Quote from 5yrtrader:
TLT is not "self hedging." Look how volatile it has been in the past two years and yields on the 30yr bond have fluctuated between 3 and 5%. You will lose your shirt in TLT if long term yields go up to 15%.
Think of it like this: a $50 stock pays a $2.5 dividend every year. The stock has a 5% yield. The stock drops to $10, but continues to pay its dividend. At $10 it has a 25% yield... but no one would be very happy with that yield if they rode it all the way down.
5yr
5yrtrader you make valid points. TLT has been volatile over the last couple of years and I would agree that nobody wants to see a $50 stock go to $10.
I tend to look at TLT as a tool in my toolbox, and like a tool it has a specific use and application. It would not make sense to use a hammer to tighten a screw. As I mentioned in a previous post, I use TLT as a hedge against the market and it has been very effective in this role.
To address your first point about volatility, I acquire TLT when my statistical models indicate an entry, and based on volatility, I establish derivative positions (options). My view is patient and long term. I have no anticipation of market direction or events, I simply respond to what the market gives me. I want volatility because that provides opportunities for increases revenue, minimization of risk and increases premiums.
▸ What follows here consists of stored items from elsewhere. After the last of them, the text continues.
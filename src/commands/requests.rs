use anyhow::Result;
use owo_colors::OwoColorize;
use tourstop_core::TourConfig;
use tourstop_core::request::RequestLog;
use tourstop_core::storage::FileStorage;

use crate::render::Render;

pub fn run(config: &TourConfig, json: bool) -> Result<()> {
    let storage = FileStorage::new(config.data_path());
    let entries = RequestLog::new(&storage).entries()?;

    if json {
        println!("{}", serde_json::to_string_pretty(&entries)?);
        return Ok(());
    }

    if entries.is_empty() {
        println!("{}", "No requests stored on this device".dimmed());
        return Ok(());
    }

    for (i, request) in entries.iter().enumerate() {
        if i > 0 {
            println!();
        }
        println!("{}", request.render());
    }

    Ok(())
}
//! Navigation and feedback controls of the host page.

use std::time::{Duration, Instant};

#[derive(Debug, Clone, Default, PartialEq, Eq)]
pub struct MobileMenu {
    open: bool,
}

impl MobileMenu {
    /// Flip the menu and return the new state.
    pub fn toggle(&mut self) -> bool {
        self.open = !self.open;
        self.open
    }

    pub fn is_open(&self) -> bool {
        self.open
    }

    /// Value of the toggle's `aria-expanded` attribute.
    pub fn aria_expanded(&self) -> &'static str {
        if self.open { "true" } else { "false" }
    }
}

/// What a click on an in-page link should do.
#[derive(Debug, Clone, PartialEq, Eq)]
pub enum AnchorAction {
    /// Suppress the instant jump and scroll smoothly to this element id
    SmoothScroll(String),
    /// Let the default navigation happen
    Default,
}

/// Resolve a `#id` link against the ids present on the page.
pub fn resolve_anchor(href: &str, has_target: impl Fn(&str) -> bool) -> AnchorAction {
    match href.strip_prefix('#') {
        Some(id) if !id.is_empty() && has_target(id) => AnchorAction::SmoothScroll(id.to_string()),
        _ => AnchorAction::Default,
    }
}

/// Transient notice. A new message replaces the current one and restarts
/// the timer; there is no queue.
#[derive(Debug, Clone)]
pub struct Toast {
    message: String,
    hide_at: Option<Instant>,
    duration: Duration,
}

impl Default for Toast {
    fn default() -> Self {
        Toast::new(Duration::from_millis(1800))
    }
}

impl Toast {
    pub fn new(duration: Duration) -> Self {
        Toast {
            message: String::new(),
            hide_at: None,
            duration,
        }
    }

    pub fn show(&mut self, message: impl Into<String>, now: Instant) {
        self.message = message.into();
        self.hide_at = Some(now + self.duration);
        tracing::debug!(message = %self.message, "Toast");
    }

    pub fn message(&self) -> &str {
        &self.message
    }

    pub fn is_visible(&self, now: Instant) -> bool {
        self.hide_at.is_some_and(|hide_at| now < hide_at)
    }
}
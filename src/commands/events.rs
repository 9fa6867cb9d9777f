use anyhow::Result;
use tourstop_core::render::EventsRegion;
use tourstop_core::storage::MemoryStorage;
use tourstop_core::widget::{Page, Widget};
use tourstop_core::{Catalog, TourConfig};

use crate::render::Render;

pub fn run(
    catalog: &Catalog,
    config: &TourConfig,
    query: Option<String>,
    state: Option<String>,
    month: Option<u32>,
    json: bool,
) -> Result<()> {
    let page = Page {
        search: query,
        state,
        month: month.map(|m| m.to_string()),
        events: Some(EventsRegion::default()),
        ..Page::default()
    };

    // Listing never touches the request log
    let storage = MemoryStorage::new();
    let mut widget = Widget::new(catalog, page, &storage, config);
    let shown = widget.apply_filters();
    tracing::debug!(shown = shown.len(), total = catalog.len(), "Filtered tour stops");

    let Some(region) = widget.page.events.as_ref() else {
        return Ok(());
    };

    if json {
        println!("{}", serde_json::to_string_pretty(region.content())?);
    } else {
        println!("{}", region.content().render());
    }

    Ok(())
}
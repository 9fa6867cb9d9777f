use std::io::IsTerminal;
use std::time::Instant;

use anyhow::Result;
use dialoguer::Input;
use owo_colors::OwoColorize;
use tourstop_core::request::RequestForm;
use tourstop_core::storage::FileStorage;
use tourstop_core::widget::{Page, Widget};
use tourstop_core::{Catalog, TourConfig};

pub struct RequestArgs {
    pub name: Option<String>,
    pub email: Option<String>,
    pub university: Option<String>,
    pub city_state: Option<String>,
    pub window: Option<String>,
    pub message: Option<String>,
}

pub fn run(catalog: &Catalog, config: &TourConfig, args: RequestArgs, open_mail: bool) -> Result<()> {
    let interactive = std::io::stdin().is_terminal();

    let form = RequestForm {
        name: required(args.name, "  Name", interactive)?,
        email: required(args.email, "  Email", interactive)?,
        university: required(args.university, "  University", interactive)?,
        city_state: args.city_state.unwrap_or_default(),
        window: args.window.unwrap_or_default(),
        message: args.message.unwrap_or_default(),
    };

    let storage = FileStorage::new(config.data_path());
    let page = Page {
        form: Some(form),
        toast: Some(Default::default()),
        ..Page::default()
    };
    let mut widget = Widget::new(catalog, page, &storage, config);

    let result = widget.submit_request(Instant::now());
    let notice = widget
        .page
        .toast
        .as_ref()
        .map(|t| t.message().to_string())
        .unwrap_or_default();

    let submission = match result {
        Ok(submission) => submission,
        Err(e) => {
            eprintln!("  {}", notice.red());
            return Err(e.into());
        }
    };

    println!("{}", format!("  {}", notice).green());

    if open_mail {
        match open::that(&submission.mailto) {
            Ok(()) => return Ok(()),
            Err(e) => {
                tracing::warn!(error = %e, "Could not open mail client");
                eprintln!("  {}", "(Could not open your mail client, use the link below)".dimmed());
            }
        }
    }
    println!("{}", submission.mailto);

    Ok(())
}

/// Use the flag value, or prompt for it when attached to a terminal.
fn required(value: Option<String>, prompt: &str, interactive: bool) -> Result<String> {
    match value {
        Some(v) => Ok(v),
        None if interactive => Ok(Input::<String>::new()
            .with_prompt(prompt)
            .allow_empty(true)
            .interact_text()?),
        None => Ok(String::new()),
    }
}
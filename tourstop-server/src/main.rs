mod routes;
mod state;

use anyhow::{Context, Result};
use tower_http::cors::{Any, CorsLayer};
use tower_http::trace::TraceLayer;
use tracing_subscriber::EnvFilter;

use crate::state::AppState;

#[tokio::main]
async fn main() -> Result<()> {
    tracing_subscriber::fmt()
        .with_env_filter(
            EnvFilter::try_from_default_env().unwrap_or_else(|_| EnvFilter::new("info")),
        )
        .with_target(false)
        .init();

    let state = AppState::load()?;
    let server = state.config().server.clone();

    let cors = CorsLayer::new()
        .allow_origin(Any)
        .allow_methods(Any)
        .allow_headers(Any);

    let app = routes::router(state.clone())
        .layer(TraceLayer::new_for_http())
        .layer(cors);

    let addr = format!("{}:{}", server.host, server.port);
    let listener = tokio::net::TcpListener::bind(&addr)
        .await
        .with_context(|| format!("Could not bind {}", addr))?;

    tracing::info!(
        %addr,
        events = state.catalog().len(),
        data_dir = %state.storage().dir().display(),
        "tourstop-server listening"
    );
    axum::serve(listener, app).await?;

    Ok(())
}
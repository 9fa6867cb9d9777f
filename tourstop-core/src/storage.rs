//! Device-local key/value storage.

use std::collections::HashMap;
use std::fs::{self, File, OpenOptions};
use std::io::Write;
use std::path::{Path, PathBuf};
use std::sync::Mutex;

use fs2::FileExt;

use crate::error::{TourError, TourResult};

pub trait Storage {
    fn get(&self, key: &str) -> TourResult<Option<String>>;

    fn set(&self, key: &str, value: &str) -> TourResult<()>;

    /// Read-modify-write of one key.
    ///
    /// The default is a plain get followed by a set; implementations that
    /// can be shared between writers serialize it.
    fn update(
        &self,
        key: &str,
        f: &mut dyn FnMut(Option<String>) -> TourResult<String>,
    ) -> TourResult<()> {
        let current = self.get(key)?;
        let next = f(current)?;
        self.set(key, &next)
    }
}

/// One `<key>.json` file per key inside a directory.
///
/// `update` holds an exclusive lock on `<key>.lock` for the whole
/// read-modify-write, so concurrent processes cannot lose each other's
/// writes.
#[derive(Debug, Clone)]
pub struct FileStorage {
    dir: PathBuf,
}

impl FileStorage {
    pub fn new(dir: impl Into<PathBuf>) -> Self {
        FileStorage { dir: dir.into() }
    }

    pub fn dir(&self) -> &Path {
        &self.dir
    }

    pub fn path_for(&self, key: &str) -> TourResult<PathBuf> {
        Ok(self.dir.join(format!("{}.json", checked_key(key)?)))
    }

    fn lock(&self, key: &str) -> TourResult<File> {
        fs::create_dir_all(&self.dir)?;
        let path = self.dir.join(format!("{}.lock", checked_key(key)?));
        let file = OpenOptions::new()
            .create(true)
            .truncate(false)
            .write(true)
            .open(&path)?;
        file.lock_exclusive()
            .map_err(|e| TourError::Storage(format!("Could not lock {}: {}", path.display(), e)))?;
        Ok(file)
    }
}

impl Storage for FileStorage {
    fn get(&self, key: &str) -> TourResult<Option<String>> {
        let path = self.path_for(key)?;
        match fs::read_to_string(&path) {
            Ok(content) => Ok(Some(content)),
            Err(e) if e.kind() == std::io::ErrorKind::NotFound => Ok(None),
            Err(e) => Err(e.into()),
        }
    }

    fn set(&self, key: &str, value: &str) -> TourResult<()> {
        fs::create_dir_all(&self.dir)?;
        let path = self.path_for(key)?;

        // Write next to the target and rename, so readers never see a
        // half-written value
        let mut tmp = tempfile::NamedTempFile::new_in(&self.dir)?;
        tmp.write_all(value.as_bytes())?;
        tmp.persist(&path).map_err(|e| TourError::Io(e.error))?;
        Ok(())
    }

    fn update(
        &self,
        key: &str,
        f: &mut dyn FnMut(Option<String>) -> TourResult<String>,
    ) -> TourResult<()> {
        let lock = self.lock(key)?;
        let current = self.get(key)?;
        let next = f(current)?;
        let result = self.set(key, &next);
        // Unlock failures are harmless: the lock goes away with the handle
        let _ = FileExt::unlock(&lock);
        result
    }
}

/// In-process storage, for tests and sessions without a data directory.
#[derive(Debug, Default)]
pub struct MemoryStorage {
    values: Mutex<HashMap<String, String>>,
}

impl MemoryStorage {
    pub fn new() -> Self {
        Self::default()
    }
}

impl Storage for MemoryStorage {
    fn get(&self, key: &str) -> TourResult<Option<String>> {
        let values = self
            .values
            .lock()
            .map_err(|_| TourError::Storage("memory storage poisoned".into()))?;
        Ok(values.get(key).cloned())
    }

    fn set(&self, key: &str, value: &str) -> TourResult<()> {
        let mut values = self
            .values
            .lock()
            .map_err(|_| TourError::Storage("memory storage poisoned".into()))?;
        values.insert(key.to_string(), value.to_string());
        Ok(())
    }
}

/// Keys become file names, so only a conservative character set is allowed.
fn checked_key(key: &str) -> TourResult<&str> {
    let valid = !key.is_empty()
        && !key.starts_with('.')
        && key
            .chars()
            .all(|c| c.is_ascii_alphanumeric() || matches!(c, '.' | '_' | '-'));

    if valid {
        Ok(key)
    } else {
        Err(TourError::Storage(format!("invalid storage key '{}'", key)))
    }
}

#[cfg(test)]
mod tests {
    use super::*;
    use std::sync::Arc;

    #[test]
    fn test_file_storage_get_set() {
        let dir = tempfile::tempdir().unwrap();
        let storage = FileStorage::new(dir.path().join("data"));

        assert_eq!(storage.get("ug.tourRequests").unwrap(), None);
        storage.set("ug.tourRequests", "[]").unwrap();
        assert_eq!(storage.get("ug.tourRequests").unwrap().as_deref(), Some("[]"));
        assert!(dir.path().join("data/ug.tourRequests.json").exists());
    }

    #[test]
    fn test_rejects_path_like_keys() {
        let dir = tempfile::tempdir().unwrap();
        let storage = FileStorage::new(dir.path());

        for key in ["", "../escape", "a/b", ".hidden"] {
            assert!(storage.set(key, "x").is_err(), "{:?} should be rejected", key);
        }
    }

    #[test]
    fn test_memory_storage_update() {
        let storage = MemoryStorage::new();
        storage
            .update("counter", &mut |current| {
                assert!(current.is_none());
                Ok("1".to_string())
            })
            .unwrap();
        assert_eq!(storage.get("counter").unwrap().as_deref(), Some("1"));
    }

    #[test]
    fn test_failed_update_leaves_value() {
        let dir = tempfile::tempdir().unwrap();
        let storage = FileStorage::new(dir.path());
        storage.set("k", "before").unwrap();

        let result = storage.update("k", &mut |_| Err(TourError::Storage("nope".into())));
        assert!(result.is_err());
        assert_eq!(storage.get("k").unwrap().as_deref(), Some("before"));
    }

    #[test]
    fn test_concurrent_file_updates_are_not_lost() {
        let dir = tempfile::tempdir().unwrap();
        let storage = Arc::new(FileStorage::new(dir.path()));

        let handles: Vec<_> = (0..8)
            .map(|_| {
                let storage = Arc::clone(&storage);
                std::thread::spawn(move || {
                    for _ in 0..10 {
                        storage
                            .update("counter", &mut |current| {
                                let n: u32 = current.as_deref().unwrap_or("0").parse().unwrap();
                                Ok((n + 1).to_string())
                            })
                            .unwrap();
                    }
                })
            })
            .collect();

        for handle in handles {
            handle.join().unwrap();
        }

        assert_eq!(storage.get("counter").unwrap().as_deref(), Some("80"));
    }
}
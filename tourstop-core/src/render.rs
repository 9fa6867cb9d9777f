//! Projection of filtered tour stops into display cards.
//!
//! Rendering is total-replace: every call builds the whole region content
//! from the given list, nothing is carried over from a previous render.

use serde::Serialize;

use crate::event::TourEvent;

/// Placeholder shown when no record passes the filter.
pub const NO_RESULTS: &str = "No events found. Try clearing filters.";

/// "Add to calendar" control of a card.
#[derive(Debug, Clone, PartialEq, Eq, Serialize)]
pub struct CalendarAction {
    pub event_id: u32,
    pub title: String,
    /// YYYY-MM-DD
    pub date: String,
}

/// "Request us here" control of a card.
#[derive(Debug, Clone, PartialEq, Eq, Serialize)]
pub struct RequestAction {
    pub university: String,
    pub city_state: String,
}

#[derive(Debug, Clone, PartialEq, Eq, Serialize)]
pub struct Card {
    pub date_label: String,
    pub university: String,
    pub badge: String,
    pub location: String,
    pub calendar: CalendarAction,
    pub request: RequestAction,
}

#[derive(Debug, Clone, PartialEq, Eq, Serialize)]
#[serde(tag = "kind", rename_all = "lowercase")]
pub enum Rendered {
    Empty { message: String },
    Cards { cards: Vec<Card> },
}

impl Card {
    pub fn from_event(event: &TourEvent) -> Self {
        Card {
            date_label: format_date(event),
            university: event.university.clone(),
            badge: event.kind.clone(),
            location: event.city_state(),
            calendar: CalendarAction {
                event_id: event.id,
                title: event.invite_title(),
                date: event.date.format("%Y-%m-%d").to_string(),
            },
            request: RequestAction {
                university: event.university.clone(),
                city_state: event.city_state(),
            },
        }
    }
}

/// Human-readable date, e.g. "Nov 8, 2025".
pub fn format_date(event: &TourEvent) -> String {
    event.date.format("%b %-d, %Y").to_string()
}

pub fn render(list: &[&TourEvent]) -> Rendered {
    if list.is_empty() {
        return Rendered::Empty {
            message: NO_RESULTS.to_string(),
        };
    }

    Rendered::Cards {
        cards: list.iter().map(|e| Card::from_event(e)).collect(),
    }
}

impl Rendered {
    pub fn cards(&self) -> &[Card] {
        match self {
            Rendered::Empty { .. } => &[],
            Rendered::Cards { cards } => cards,
        }
    }

    pub fn placeholder(&self) -> Option<&str> {
        match self {
            Rendered::Empty { message } => Some(message),
            Rendered::Cards { .. } => None,
        }
    }

    /// HTML for the events container. Calendar buttons link to
    /// `invite_base/{id}/invite.ics`, request buttons to the prefilled
    /// `#request` form.
    pub fn to_html(&self, invite_base: &str) -> String {
        match self {
            Rendered::Empty { message } => {
                format!("<div class=\"note\">{}</div>\n", html_escape(message))
            }
            Rendered::Cards { cards } => cards
                .iter()
                .map(|card| card_html(card, invite_base))
                .collect(),
        }
    }
}

fn card_html(card: &Card, invite_base: &str) -> String {
    let prefill = format!(
        "?university={}&city_state={}#request",
        urlencoding::encode(&card.request.university),
        urlencoding::encode(&card.request.city_state),
    );

    format!(
        "<article class=\"event\">\n\
         \x20 <div class=\"event-head\">\n\
         \x20   <h3>{university}</h3>\n\
         \x20   <span class=\"badge\">{badge}</span>\n\
         \x20 </div>\n\
         \x20 <div class=\"meta\">{date} &bull; {location}</div>\n\
         \x20 <div class=\"actions\">\n\
         \x20   <a class=\"btn\" data-ics data-title=\"{title}\" data-date=\"{ics_date}\" href=\"{base}/{id}/invite.ics\">Add to calendar</a>\n\
         \x20   <a class=\"btn outline\" data-prefill-request href=\"{prefill}\">Request us here</a>\n\
         \x20 </div>\n\
         </article>\n",
        university = html_escape(&card.university),
        badge = html_escape(&card.badge),
        date = html_escape(&card.date_label),
        location = html_escape(&card.location),
        title = html_escape(&card.calendar.title),
        ics_date = html_escape(&card.calendar.date),
        base = invite_base.trim_end_matches('/'),
        id = card.calendar.event_id,
        prefill = html_escape(&prefill),
    )
}

pub fn html_escape(s: &str) -> String {
    s.replace('&', "&amp;")
        .replace('<', "&lt;")
        .replace('>', "&gt;")
        .replace('"', "&quot;")
        .replace('\'', "&#39;")
}

/// The container cards are rendered into.
#[derive(Debug, Clone, PartialEq, Eq)]
pub struct EventsRegion {
    content: Rendered,
}

impl Default for EventsRegion {
    fn default() -> Self {
        EventsRegion {
            content: Rendered::Cards { cards: Vec::new() },
        }
    }
}

impl EventsRegion {
    /// Replace the region's whole content with `list`.
    pub fn replace(&mut self, list: &[&TourEvent]) {
        self.content = render(list);
    }

    pub fn content(&self) -> &Rendered {
        &self.content
    }
}
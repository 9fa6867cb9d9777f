//! tourstop configuration.

use std::path::{Path, PathBuf};

use config::{Config, Environment, File};
use serde::{Deserialize, Serialize};

use crate::error::{TourError, TourResult};

static DEFAULT_DATA_DIR: &str = "~/.local/share/tourstop";
static DEFAULT_DOWNLOADS_DIR: &str = "~/Downloads";

fn default_data_dir() -> PathBuf {
    PathBuf::from(DEFAULT_DATA_DIR)
}

fn default_downloads_dir() -> PathBuf {
    PathBuf::from(DEFAULT_DOWNLOADS_DIR)
}

fn default_toast_ms() -> u64 {
    1800
}

/// Configuration at ~/.config/tourstop/config.toml, overridable with
/// `TOURSTOP_*` environment variables (`TOURSTOP_SERVER__PORT=8080`).
#[derive(Debug, Serialize, Deserialize, Clone)]
pub struct TourConfig {
    /// Where the request log and other local state live
    #[serde(default = "default_data_dir")]
    pub data_dir: PathBuf,

    /// Where exported invites are written
    #[serde(default = "default_downloads_dir")]
    pub downloads_dir: PathBuf,

    /// Optional catalog file (.json or .toml); the built-in schedule otherwise
    pub catalog: Option<PathBuf>,

    /// IANA time zone for invite start times; the system zone otherwise
    pub timezone: Option<String>,

    #[serde(default = "default_toast_ms")]
    pub toast_ms: u64,

    #[serde(default)]
    pub mail: MailSettings,

    #[serde(default)]
    pub invite: InviteSettings,

    #[serde(default)]
    pub server: ServerSettings,
}

#[derive(Debug, Serialize, Deserialize, Clone, PartialEq, Eq)]
#[serde(default)]
pub struct MailSettings {
    pub to: String,
    pub subject: String,
}

impl Default for MailSettings {
    fn default() -> Self {
        MailSettings {
            to: "hello@universitygolf.com".to_string(),
            subject: "Tour Stop Request".to_string(),
        }
    }
}

/// Accepted invite lengths, in hours.
pub const INVITE_DURATION_HOURS: std::ops::RangeInclusive<i64> = 1..=24;

#[derive(Debug, Serialize, Deserialize, Clone, PartialEq, Eq)]
#[serde(default)]
pub struct InviteSettings {
    pub product_id: String,
    pub description: String,
    /// Placeholder local start hour
    pub start_hour: u32,
    pub duration_hours: i64,
}

impl Default for InviteSettings {
    fn default() -> Self {
        InviteSettings {
            product_id: "-//University Swings//EN".to_string(),
            description: "Mobile golf simulator campus tour".to_string(),
            start_hour: 14,
            duration_hours: 2,
        }
    }
}

#[derive(Debug, Serialize, Deserialize, Clone, PartialEq, Eq)]
#[serde(default)]
pub struct ServerSettings {
    pub host: String,
    pub port: u16,
}

impl Default for ServerSettings {
    fn default() -> Self {
        ServerSettings {
            host: "127.0.0.1".to_string(),
            port: 5173,
        }
    }
}

impl Default for TourConfig {
    fn default() -> Self {
        TourConfig {
            data_dir: default_data_dir(),
            downloads_dir: default_downloads_dir(),
            catalog: None,
            timezone: None,
            toast_ms: default_toast_ms(),
            mail: MailSettings::default(),
            invite: InviteSettings::default(),
            server: ServerSettings::default(),
        }
    }
}

impl TourConfig {
    pub fn config_path() -> TourResult<PathBuf> {
        let config_dir = dirs::config_dir()
            .ok_or_else(|| TourError::Config("Could not determine config directory".into()))?
            .join("tourstop");

        Ok(config_dir.join("config.toml"))
    }

    /// Load from the default location, creating a commented default file
    /// on first use.
    pub fn load() -> TourResult<Self> {
        let config_path = Self::config_path()?;

        if !config_path.exists() {
            Self::create_default_config(&config_path)?;
        }

        Self::load_from(&config_path)
    }

    /// Load from `path` (which may be missing) plus the environment.
    pub fn load_from(path: &Path) -> TourResult<Self> {
        let config: TourConfig = Config::builder()
            .add_source(File::from(path).required(false))
            .add_source(
                Environment::with_prefix("TOURSTOP")
                    .prefix_separator("_")
                    .separator("__")
                    .try_parsing(true),
            )
            .build()
            .map_err(|e| TourError::Config(e.to_string()))?
            .try_deserialize()
            .map_err(|e| TourError::Config(e.to_string()))?;

        if config.invite.start_hour > 23 {
            return Err(TourError::Config(format!(
                "invite.start_hour must be 0-23, got {}",
                config.invite.start_hour
            )));
        }

        if !INVITE_DURATION_HOURS.contains(&config.invite.duration_hours) {
            return Err(TourError::Config(format!(
                "invite.duration_hours must be 1-24, got {}",
                config.invite.duration_hours
            )));
        }

        tracing::debug!(path = %path.display(), "Loaded configuration");
        Ok(config)
    }

    pub fn data_path(&self) -> PathBuf {
        expand(&self.data_dir)
    }

    pub fn downloads_path(&self) -> PathBuf {
        expand(&self.downloads_dir)
    }

    pub fn catalog_path(&self) -> Option<PathBuf> {
        self.catalog.as_deref().map(expand)
    }

    /// Create a default config file with all options commented out.
    pub fn create_default_config(path: &Path) -> TourResult<()> {
        let contents = format!(
            "\
# tourstop configuration

# Where the request log is stored:
# data_dir = \"{}\"

# Where exported calendar invites are written:
# downloads_dir = \"{}\"

# Custom tour schedule (.json or .toml):
# catalog = \"~/tour.toml\"

# Time zone for invite start times (defaults to the system zone):
# timezone = \"America/Indiana/Indianapolis\"

# [mail]
# to = \"hello@universitygolf.com\"
# subject = \"Tour Stop Request\"

# [invite]
# start_hour = 14
# duration_hours = 2

# [server]
# host = \"127.0.0.1\"
# port = 5173
",
            DEFAULT_DATA_DIR, DEFAULT_DOWNLOADS_DIR
        );

        if let Some(parent) = path.parent() {
            std::fs::create_dir_all(parent).map_err(|e| {
                TourError::Config(format!("Could not create config directory: {e}"))
            })?;
        }

        std::fs::write(path, contents)
            .map_err(|e| TourError::Config(format!("Could not write config file: {e}")))?;

        Ok(())
    }
}

fn expand(path: &Path) -> PathBuf {
    PathBuf::from(shellexpand::tilde(&path.to_string_lossy()).into_owned())
}
pub mod events;
pub mod invite;
pub mod request;
pub mod requests;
While I can see it might be undesirable for some, there are many like myself that consider volatility a strength rather than a drawback.
Regarding your second point about a significant capital loss... Because TLT is an index as opposed to a single stock company, it is not likely to go "out of business." (Unless the Gov folds and then we'll all be eating each other anyway and won't care much). Therefore, the probability that it will ever be worth $0 per share is negligible. So as an investment, it makes sense to enter into small positions and dollar cost average over time knowing that it will eventually progress in its up and down cycles. In addition, there are always counter moves within a larger, trending move.
In the meantime, I am being compensated with interest rates that are trailing the market. (How long that lag is is another question). So I have a revenue stream from interest, another from options premiums collected, and then the eventual capital gains when my shares of TLT which I have been dollar cost averaging on the way down, finally becomes profitable. All of this is gained while providing an effective hedge against the broader market. Also, the trailing yield works in my favor when interest rates are coming down.
I do not believe this strategy is appropriate for everyone, and that is why we each must find our own tools. But in this context, I believe TLT could be very effective and I stick to my original theory of it being self-hedging.
In your example above you had said "At $10 it has a 25% yield... but no one would be very happy with that yield if they rode it all the way down." Once again I agree with this in most situations. But I would ask you to consider, that if a $10 index had a 25% annual yield, do you really think it would stay at $10 for long? Interest rates would have to get extremely high for that opportunity to become unattractive!
Again I thank you for your contribution.